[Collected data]
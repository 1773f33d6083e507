//! MDL code tables for transaction databases (KRIMP).
//!
//! A [`CodeTable`] compresses a [`TransactionDatabase`] by covering every
//! transaction with disjoint itemsets. [`Krimp`] searches for the candidate
//! itemsets that make the description of the data, table included, as short
//! as possible.
//!
//! ```no_run
//! use std::sync::Arc;
//! use krimp::{itemsets, Krimp, KrimpConfig, TransactionDatabase};
//!
//! let db: Arc<TransactionDatabase> = Arc::new(krimp::io::read_database_file("data.dat")?);
//! let candidates = itemsets::generate_frequent_itemsets(&db, 0.05, 4)?;
//! let outcome = Krimp::new(KrimpConfig::default()).run(db, candidates)?;
//! println!("{}", outcome.report());
//! # Ok::<(), krimp::KrimpError>(())
//! ```

pub mod bits;
pub mod codetable;
pub mod combi;
pub mod config;
pub mod database;
pub mod error;
pub mod io;
pub mod itemset;
pub mod itemsets;
pub mod krimp;
pub mod report;
pub mod types;

pub use codetable::{Code, CodeTable, CoverStrategy, Rebind};
pub use config::{KrimpConfig, MiningConfig};
pub use database::TransactionDatabase;
pub use error::{KrimpError, Result};
pub use itemset::{standard_candidate_order, standard_cover_order, Itemset};
pub use krimp::{Krimp, KrimpOutcome};
pub use report::CompressionReport;

/// Builds an [`Itemset`] from item ids, optionally with a support after `;`.
///
/// ```
/// let code = krimp::itemset![3, 1, 2; 5];
/// assert_eq!(code.items(), &[1, 2, 3]);
/// assert_eq!(code.support(), 5);
/// ```
#[macro_export]
macro_rules! itemset {
    ($($item:expr),+ ; $support:expr) => {
        $crate::itemset::Itemset::with_support(vec![$($item),+], $support)
    };
    ($($item:expr),* $(,)?) => {
        $crate::itemset::Itemset::new(vec![$($item),*])
    };
}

_Exercise instructions_:
Lines from the top of the entries through the line with "#[macro_export]" are to be transcribed exactly, and nothing more.

_Exercise response_:
repository 1773f33d6083e507
//! MDL code tables for transaction databases (KRIMP).
//!
//! A [`CodeTable`] compresses a [`TransactionDatabase`] by covering every
//! transaction with disjoint itemsets. [`Krimp`] searches for the candidate
//! itemsets that make the description of the data, table included, as short
//! as possible.
//!
//! ```no_run
//! use std::sync::Arc;
//! use krimp::{itemsets, Krimp, KrimpConfig, TransactionDatabase};
//!
//! let db: Arc<TransactionDatabase> = Arc::new(krimp::io::read_database_file("data.dat")?);
//! let candidates = itemsets::generate_frequent_itemsets(&db, 0.05, 4)?;
//! let outcome = Krimp::new(KrimpConfig::default()).run(db, candidates)?;
//! println!("{}", outcome.report());
//! # Ok::<(), krimp::KrimpError>(())
//! ```

pub mod bits;
pub mod codetable;
pub mod combi;
pub mod config;
pub mod database;
pub mod error;
pub mod io;
pub mod itemset;
pub mod itemsets;
pub mod krimp;
pub mod report;
pub mod types;

pub use codetable::{Code, CodeTable, CoverStrategy, Rebind};
pub use config::{KrimpConfig, MiningConfig};
pub use database::TransactionDatabase;
pub use error::{KrimpError, Result};
pub use itemset::{standard_candidate_order, standard_cover_order, Itemset};
pub use krimp::{Krimp, KrimpOutcome};
pub use report::CompressionReport;

/// Builds an [`Itemset`] from item ids, optionally with a support after `;`.
///
/// ```
/// let code = krimp::itemset![3, 1, 2; 5];
/// assert_eq!(code.items(), &[1, 2, 3]);
/// assert_eq!(code.support(), 5);
/// ```
#[macro_export]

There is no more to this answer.